Six federal agencies revise proposed rule on risk retention, removing controversial provisions


Six federal financial regulatory agencies (the OCC, Federal Reserve Board, FDIC, FHFA, SEC and HUD) issued a notice revising their previous April 20, 2011 proposed rule on risk retention in securitization transactions.

The new proposed rule, issued on August 28, 2013, was jointly issued by the agencies, with the Secretary of the Treasury, as Chairperson of the Financial Stability Oversight Council playing a coordinating role.

The proposed rule removes certain controversial provisions that were included in the previous rule.  For example, the proposed rule removes the Premium Capture Cash Reserve Account concept, which required securitizers to retain funds in a separate account to cover certain losses on underlying loans.  Also, securities issued where all underlying loans meet the definition of a Qualified Residential Mortgage (QRM) are exempt from risk retention requirements.

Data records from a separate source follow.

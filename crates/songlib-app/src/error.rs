use axum::{
    extract::rejection::QueryRejection,
    response::{IntoResponse, Response},
    Json,
};
use http::StatusCode;
use serde::Serialize;
use tracing::{debug, error};

use crate::catalog::CatalogError;

pub type ApiResult<T> = std::result::Result<T, ApiError>;

#[derive(Debug, thiserror::Error)]
pub enum ApiError {
    #[error("Invalid song id: {0}")]
    InvalidId(String),
    #[error("Invalid request: {0}")]
    InvalidRequest(String),
    #[error("Invalid query: {0}")]
    InvalidQuery(#[from] QueryRejection),
    #[error("Validation failed")]
    Validation(#[from] garde::Report),
    #[error(transparent)]
    Catalog(#[from] CatalogError),
}

#[derive(Debug, Serialize)]
#[cfg_attr(feature = "openapi", derive(utoipa::ToSchema))]
pub struct ErrorBody {
    #[cfg_attr(feature = "openapi", schema(value_type = String, example = "error"))]
    pub status: &'static str,
    pub message: String,
    #[serde(skip_serializing_if = "Vec::is_empty")]
    pub details: Vec<String>,
}

impl ApiError {
    pub fn status_code(&self) -> StatusCode {
        match self {
            ApiError::InvalidId(_)
            | ApiError::InvalidRequest(_)
            | ApiError::InvalidQuery(_)
            | ApiError::Validation(_) => StatusCode::BAD_REQUEST,
            ApiError::Catalog(e) => match e {
                CatalogError::NotFound { .. } => StatusCode::NOT_FOUND,
                CatalogError::NoFieldsToUpdate { .. } => StatusCode::BAD_REQUEST,
                CatalogError::UpstreamLookupFailed { .. } => StatusCode::BAD_GATEWAY,
                CatalogError::PersistenceFailed { .. } => StatusCode::INTERNAL_SERVER_ERROR,
            },
        }
    }

    fn details(&self) -> Vec<String> {
        match self {
            ApiError::Validation(report) => report
                .iter()
                .map(|(path, error)| {
                    let path = path.to_string();
                    if path.is_empty() {
                        error.to_string()
                    } else {
                        format!("{path}: {error}")
                    }
                })
                .collect(),
            ApiError::InvalidQuery(rejection) => vec![rejection.body_text()],
            ApiError::Catalog(CatalogError::UpstreamLookupFailed { source, .. }) => {
                vec![source.to_string()]
            }
            _ => Vec::new(),
        }
    }
}

impl IntoResponse for ApiError {
    fn into_response(self) -> Response {
        let status = self.status_code();
        if status.is_server_error() {
            error!("Request failed: {self:?}");
        } else {
            debug!("Request rejected: {self}");
        }
        let message = if status == StatusCode::INTERNAL_SERVER_ERROR {
            "Internal server error".to_string()
        } else {
            self.to_string()
        };
        let body = ErrorBody {
            status: "error",
            message,
            details: self.details(),
        };
        (status, Json(body)).into_response()
    }
}
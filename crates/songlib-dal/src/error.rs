pub type Result<T, E = Error> = std::result::Result<T, E>;

#[derive(Debug, thiserror::Error)]
pub enum Error {
    #[error("Database error: {0}")]
    DatabaseError(#[from] sqlx::Error),

    #[error("Migration error: {0}")]
    MigrationError(#[from] sqlx::migrate::MigrateError),

    #[error("Record not found: {0}")]
    RecordNotFound(String),

    #[error("Missing required field: {0}")]
    MissingField(&'static str),

    #[error("No fields to update")]
    EmptyUpdate,
}

impl Error {
    pub fn is_not_found(&self) -> bool {
        matches!(
            self,
            Error::RecordNotFound(_) | Error::DatabaseError(sqlx::Error::RowNotFound)
        )
    }
}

The proposed rule aligns the definition of a QRM with the CFPB’s definition of a Qualified Mortgage (QM) under the “ability-to-repay” requirements.  Specifically, the proposed rule eliminates the 20 percent down payment requirement for QRMs.  Instead, a loan that meets any definition of a QM qualifies as a QRM.

The agencies will accept comments on these and other provisions of the proposed rule until October 30, 2013.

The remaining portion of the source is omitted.